= Legends of Tallinn =

Folklore about the capital city of Estonia

Like any other medieval city, Tallinn (known as Reval from the 13th century until the 1920s) has inspired many legends.

==Legend of Lake Ülemiste==
In the Lake Ülemiste, the largest lake surrounding Tallinn, there is boulder called Lindakivi ("Linda's rock"). In Estonian mythology, it is believed to be one of the boulders Linda was supposed to carry to Kalev's grave at Toompea, but which fell off her apron. She sat on the boulder and cried, thus creating the lake.

The semi-legendary-mythological "Ülemiste Elder" (Estonian: Ülemiste vanake) is believed to live in the lake. If anyone should meet him, then he is believed to ask: "Is Tallinn ready yet?". If then the other person answered "yes", then he would flood the city. Thus, the correct answer would be: "No, there is much to be done yet". This tale is sometimes viewed as an explanation why Tallinn is building/growing all the time.
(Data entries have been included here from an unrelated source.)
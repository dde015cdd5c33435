//! Resolver over a directory on disk.

use std::ffi::OsString;
use std::fs::{self, File};
use std::path::{Path, PathBuf};

use tracing::{debug, trace};

use super::StoreResolver;
use crate::source::{ByteSource, StreamSource};

/// Serves files from a root directory.
///
/// A logical path is appended to the root with a `/` separator, verbatim:
/// no normalisation is applied and no traversal rules are enforced.
#[derive(Debug, Clone)]
pub struct DirectoryResolver {
    root: PathBuf,
}

impl DirectoryResolver {
    /// Create a resolver rooted at `root`.
    pub fn new(root: impl Into<PathBuf>) -> Self {
        Self { root: root.into() }
    }

    /// The root directory.
    pub fn root(&self) -> &Path {
        &self.root
    }

    /// Join root and logical path as `root/path`.
    fn full_path(&self, path: &str) -> PathBuf {
        let mut full = OsString::from(self.root.as_os_str());
        full.push("/");
        full.push(path);
        PathBuf::from(full)
    }
}

impl StoreResolver for DirectoryResolver {
    fn open(&self, path: &str) -> Option<Box<dyn ByteSource>> {
        let full = self.full_path(path);

        // Directories open fine on some platforms but are never files
        match fs::metadata(&full) {
            Ok(meta) if meta.is_file() => {}
            Ok(_) => {
                trace!(path = %full.display(), "not a regular file");
                return None;
            }
            Err(e) => {
                trace!(path = %full.display(), error = %e, "not in directory");
                return None;
            }
        }

        let source = File::open(&full).and_then(StreamSource::new);
        match source {
            Ok(source) => Some(Box::new(source)),
            Err(e) => {
                debug!(path = %full.display(), error = %e, "failed to open file");
                None
            }
        }
    }

    fn contains(&self, path: &str) -> bool {
        self.full_path(path).is_file()
    }
}

#[cfg(test)]
mod tests {
    use super::*;
    use tempfile::TempDir;

    #[test]
    fn test_open_existing() {
        let dir = TempDir::new().unwrap();
        fs::create_dir(dir.path().join("sub")).unwrap();
        fs::write(dir.path().join("sub/a.txt"), "content").unwrap();

        let resolver = DirectoryResolver::new(dir.path());
        let mut source = resolver.open("sub/a.txt").unwrap();
        assert_eq!(source.size(), 7);

        let mut buf = [0u8; 7];
        assert_eq!(source.read(&mut buf), 7);
        assert_eq!(&buf, b"content");
    }

    #[test]
    fn test_missing_is_absent() {
        let dir = TempDir::new().unwrap();
        let resolver = DirectoryResolver::new(dir.path());
        assert!(resolver.open("nope.txt").is_none());
        assert!(!resolver.contains("nope.txt"));
    }

    #[test]
    fn test_directory_is_absent() {
        let dir = TempDir::new().unwrap();
        fs::create_dir(dir.path().join("sub")).unwrap();

        let resolver = DirectoryResolver::new(dir.path());
        assert!(resolver.open("sub").is_none());
        assert!(!resolver.contains("sub"));
    }

    #[test]
    fn test_full_path_concatenates() {
        let resolver = DirectoryResolver::new("/assets");
        assert_eq!(resolver.full_path("a/b.txt"), PathBuf::from("/assets/a/b.txt"));
        assert_eq!(resolver.root(), Path::new("/assets"));
    }
}
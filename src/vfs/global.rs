//! Process-wide file system instance.
//!
//! Lets an application configure its stores once at startup and open files
//! from anywhere without threading a `VirtualFileSystem` through every call.

use std::sync::LazyLock;

use parking_lot::RwLock;

use super::core::VirtualFileSystem;
use crate::error::Result;
use crate::handle::FileHandle;

/// Global file system instance, empty until [`set_global_fs`] is called.
static GLOBAL_FS: LazyLock<RwLock<VirtualFileSystem>> =
    LazyLock::new(|| RwLock::new(VirtualFileSystem::new()));

/// Replace the global file system.
pub fn set_global_fs(fs: VirtualFileSystem) {
    *GLOBAL_FS.write() = fs;
}

/// Open a logical path through the global file system.
pub fn open_global(path: &str) -> Result<FileHandle<'static>> {
    GLOBAL_FS.read().open(path)
}

/// Run `f` with shared access to the global file system.
///
/// The read lock is held for as long as `f` runs. Calling
/// [`set_global_fs`] from inside `f` deadlocks; `open_global` is fine since
/// read locks are shared.
pub fn with_global_fs<T>(f: impl FnOnce(&VirtualFileSystem) -> T) -> T {
    f(&GLOBAL_FS.read())
}

#[cfg(test)]
mod tests {
    use super::*;
    use crate::resolver::MapResolver;

    // Single test: the global is shared by every test in the binary.
    #[test]
    fn test_global_fs() {
        let mut files = MapResolver::new();
        files.insert("global.txt", "shared");

        let mut vfs = VirtualFileSystem::new();
        vfs.add_resolver(files);
        set_global_fs(vfs);

        assert_eq!(open_global("global.txt").unwrap().read_all(), b"shared");
        assert!(open_global("missing.txt").unwrap_err().is_not_found());
        assert_eq!(with_global_fs(|fs| fs.len()), 1);
    }
}
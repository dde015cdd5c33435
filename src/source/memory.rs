//! In-memory byte source.

use std::io::SeekFrom;
use std::sync::Arc;

use super::ByteSource;

// =============================================================================
// Buffer - Ownership of the backing bytes
// =============================================================================

/// Backing storage of a [`MemorySource`].
#[derive(Debug, Clone)]
pub enum Buffer<'a> {
    /// The source owns its bytes and frees them on drop.
    Owned(Vec<u8>),
    /// Immutable bytes shared with other sources (e.g. a `MapResolver`).
    Shared(Arc<[u8]>),
    /// Caller-owned bytes; the borrow keeps them alive.
    Borrowed(&'a [u8]),
}

impl Buffer<'_> {
    /// View the backing bytes.
    #[inline]
    pub fn as_slice(&self) -> &[u8] {
        match self {
            Self::Owned(data) => data,
            Self::Shared(data) => data,
            Self::Borrowed(data) => data,
        }
    }
}

// =============================================================================
// MemorySource
// =============================================================================

/// A [`ByteSource`] over a contiguous buffer known in full up front.
///
/// # Example
///
/// ```
/// use layered_vfs::source::{ByteSource, MemorySource};
///
/// let data = b"hello world";
/// let mut src = MemorySource::borrowed(data);
/// let mut buf = [0u8; 5];
/// assert_eq!(src.read(&mut buf), 5);
/// assert_eq!(&buf, b"hello");
/// ```
#[derive(Debug, Clone)]
pub struct MemorySource<'a> {
    data: Buffer<'a>,
    position: u64,
}

impl<'a> MemorySource<'a> {
    /// Create a source over the given buffer, positioned at the start.
    pub fn new(data: Buffer<'a>) -> Self {
        Self { data, position: 0 }
    }

    /// Create a source that borrows caller memory.
    pub fn borrowed(data: &'a [u8]) -> Self {
        Self::new(Buffer::Borrowed(data))
    }

    /// Whether this source owns its buffer exclusively.
    pub fn is_owned(&self) -> bool {
        matches!(self.data, Buffer::Owned(_))
    }

    /// The whole backing buffer, independent of the cursor.
    pub fn as_bytes(&self) -> &[u8] {
        self.data.as_slice()
    }

    #[inline]
    fn len(&self) -> u64 {
        self.data.as_slice().len() as u64
    }
}

impl MemorySource<'static> {
    /// Create a source that owns its buffer.
    pub fn owned(data: Vec<u8>) -> Self {
        Self::new(Buffer::Owned(data))
    }

    /// Create a source over shared immutable bytes.
    pub fn shared(data: Arc<[u8]>) -> Self {
        Self::new(Buffer::Shared(data))
    }
}

impl From<Vec<u8>> for MemorySource<'static> {
    fn from(data: Vec<u8>) -> Self {
        Self::owned(data)
    }
}

impl<'a> From<&'a [u8]> for MemorySource<'a> {
    fn from(data: &'a [u8]) -> Self {
        Self::borrowed(data)
    }
}

impl ByteSource for MemorySource<'_> {
    fn read(&mut self, buf: &mut [u8]) -> usize {
        let len = self.len();
        let remaining = len.saturating_sub(self.position);
        let count = remaining.min(buf.len() as u64) as usize;
        if count == 0 {
            return 0;
        }

        // count > 0 implies position < len, so the cast cannot truncate
        let start = self.position as usize;
        buf[..count].copy_from_slice(&self.data.as_slice()[start..start + count]);
        self.position += count as u64;
        count
    }

    fn seek(&mut self, pos: SeekFrom) {
        let len = self.len();
        self.position = match pos {
            SeekFrom::Start(offset) => offset,
            SeekFrom::Current(delta) => self.position.saturating_add_signed(delta),
            // End-relative seeks never land past the end
            SeekFrom::End(delta) => len.saturating_add_signed(delta).min(len),
        };
    }

    fn tell(&self) -> u64 {
        self.position
    }

    fn size(&self) -> u64 {
        self.len()
    }
}

#[cfg(test)]
mod tests {
    use super::*;

    #[test]
    fn test_read_reports_byte_count() {
        let mut src = MemorySource::owned(b"0123456789".to_vec());
        let mut buf = [0u8; 4];
        assert_eq!(src.read(&mut buf), 4);
        assert_eq!(&buf, b"0123");
        assert_eq!(src.tell(), 4);
    }

    #[test]
    fn test_short_read_at_end() {
        let mut src = MemorySource::borrowed(b"abc");
        let mut buf = [0u8; 8];
        assert_eq!(src.read(&mut buf), 3);
        assert_eq!(&buf[..3], b"abc");
        assert_eq!(src.read(&mut buf), 0);
        assert_eq!(src.tell(), 3);
    }

    #[test]
    fn test_zero_length_read() {
        let mut src = MemorySource::borrowed(b"abc");
        src.seek(SeekFrom::Start(1));
        assert_eq!(src.read(&mut []), 0);
        assert_eq!(src.tell(), 1);
    }

    #[test]
    fn test_seek_end_and_start() {
        let mut src = MemorySource::borrowed(b"abcdef");
        src.seek(SeekFrom::End(0));
        assert_eq!(src.tell(), src.size());
        src.seek(SeekFrom::Start(0));
        assert_eq!(src.tell(), 0);
    }

    #[test]
    fn test_seek_end_clamps_to_zero() {
        let data = b"abcdef";
        let mut src = MemorySource::borrowed(data);
        src.seek(SeekFrom::End(-(data.len() as i64 + 10)));
        assert_eq!(src.tell(), 0);
    }

    #[test]
    fn test_seek_end_clamps_overshoot() {
        let mut src = MemorySource::borrowed(b"abcdef");
        src.seek(SeekFrom::End(5));
        assert_eq!(src.tell(), 6);
    }

    #[test]
    fn test_seek_start_past_end_is_lenient() {
        let mut src = MemorySource::borrowed(b"abc");
        src.seek(SeekFrom::Start(10));
        assert_eq!(src.tell(), 10);

        let mut buf = [0u8; 2];
        assert_eq!(src.read(&mut buf), 0);
        assert_eq!(src.tell(), 10);
    }

    #[test]
    fn test_seek_current() {
        let mut src = MemorySource::borrowed(b"abcdef");
        src.seek(SeekFrom::Current(4));
        src.seek(SeekFrom::Current(-1));
        assert_eq!(src.tell(), 3);

        src.seek(SeekFrom::Current(-10));
        assert_eq!(src.tell(), 0);
    }

    #[test]
    fn test_ownership() {
        assert!(MemorySource::owned(vec![1, 2, 3]).is_owned());
        assert!(!MemorySource::borrowed(&[1, 2, 3]).is_owned());

        let shared: Arc<[u8]> = Arc::from(&b"xyz"[..]);
        let a = MemorySource::shared(shared.clone());
        let mut b = MemorySource::shared(shared);
        assert!(!a.is_owned());

        // Independent cursors over the same bytes
        let mut buf = [0u8; 2];
        b.read(&mut buf);
        assert_eq!(a.tell(), 0);
        assert_eq!(b.tell(), 2);
        assert_eq!(a.as_bytes(), b"xyz");
    }
}
//! Parallel opening of many paths.
//!
//! Resolvers are immutable and `Sync`, so independent `open` calls can run
//! on rayon's pool. Each path still resolves on its own: nothing is shared
//! or cached between them.

use rayon::prelude::*;

use super::core::VirtualFileSystem;
use crate::error::Result;
use crate::handle::FileHandle;

impl VirtualFileSystem {
    /// Open every path in parallel. Results keep the input order.
    pub fn open_many(&self, paths: &[&str]) -> Vec<Result<FileHandle<'static>>> {
        paths.par_iter().map(|path| self.open(path)).collect()
    }

    /// Open and fully read every path in parallel. Results keep the input order.
    pub fn read_many(&self, paths: &[&str]) -> Vec<Result<Vec<u8>>> {
        paths
            .par_iter()
            .map(|path| self.open(path).map(|mut file| file.read_all()))
            .collect()
    }
}

#[cfg(test)]
mod tests {
    use super::*;
    use crate::resolver::MapResolver;

    #[test]
    fn test_read_many_keeps_order() {
        let mut files = MapResolver::new();
        for i in 0..32 {
            files.insert(format!("{i}.txt"), i.to_string());
        }
        let vfs = VirtualFileSystem::builder().memory(files).build();

        let names: Vec<String> = (0..32).map(|i| format!("{i}.txt")).collect();
        let paths: Vec<&str> = names.iter().map(String::as_str).collect();
        let results = vfs.read_many(&paths);

        for (i, result) in results.into_iter().enumerate() {
            assert_eq!(result.unwrap(), i.to_string().into_bytes());
        }
    }

    #[test]
    fn test_open_many_reports_missing() {
        let mut files = MapResolver::new();
        files.insert("a.txt", "a");
        let vfs = VirtualFileSystem::builder().memory(files).build();

        let results = vfs.open_many(&["a.txt", "b.txt"]);
        assert!(results[0].is_ok());
        assert!(results[1].as_ref().unwrap_err().is_not_found());
    }
}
== The legend of Oleviste Church ==
A long time ago Tallinn was growing pretty slowly. All the inhabitants wanted Tallinn to be a big seaport, but the merchant ships would not come to Tallinn. Then someone got a very interesting idea: to build a church with such a high tower that nobody had ever seen before. The ships would see the church from the open sea and would come to Tallinn with their goods. Everybody liked the idea. But where would they find such a craftsman to build such a church? Suddenly out of nowhere came a craftsman who applied for the job. Citizens gladly accepted him, but he asked a very high price for his job - ten barrels of gold with one strange condition: if someone would find out his name, then he would work for free. Of course, the citizens agreed. The craftsman started working very fast and the people in Tallinn were getting dimmer and dimmer. Every evening they would come to him and say different names hoping that that would be his name. The church was almost finished. The citizens of Tallinn were getting more and more scared. Then they sent a spy to his wife, and he overheard how she was singing to her baby: Sleep my baby, tomorrow our Olev is coming back and will bring us ten barrels of gold! The spy rushed back into the city. The craftsman was on the roof of the church, placing the cross. When the people started calling him: Hey, Olev! Make sure the cross is straight! When Olev heard his name he understood that he wouldn't get gold! He let the cross go and fell to the ground. At the same moment his body turned into stone.
This legend is reenacted at Tallinn Legends, Tallinn's museum of history and folklore.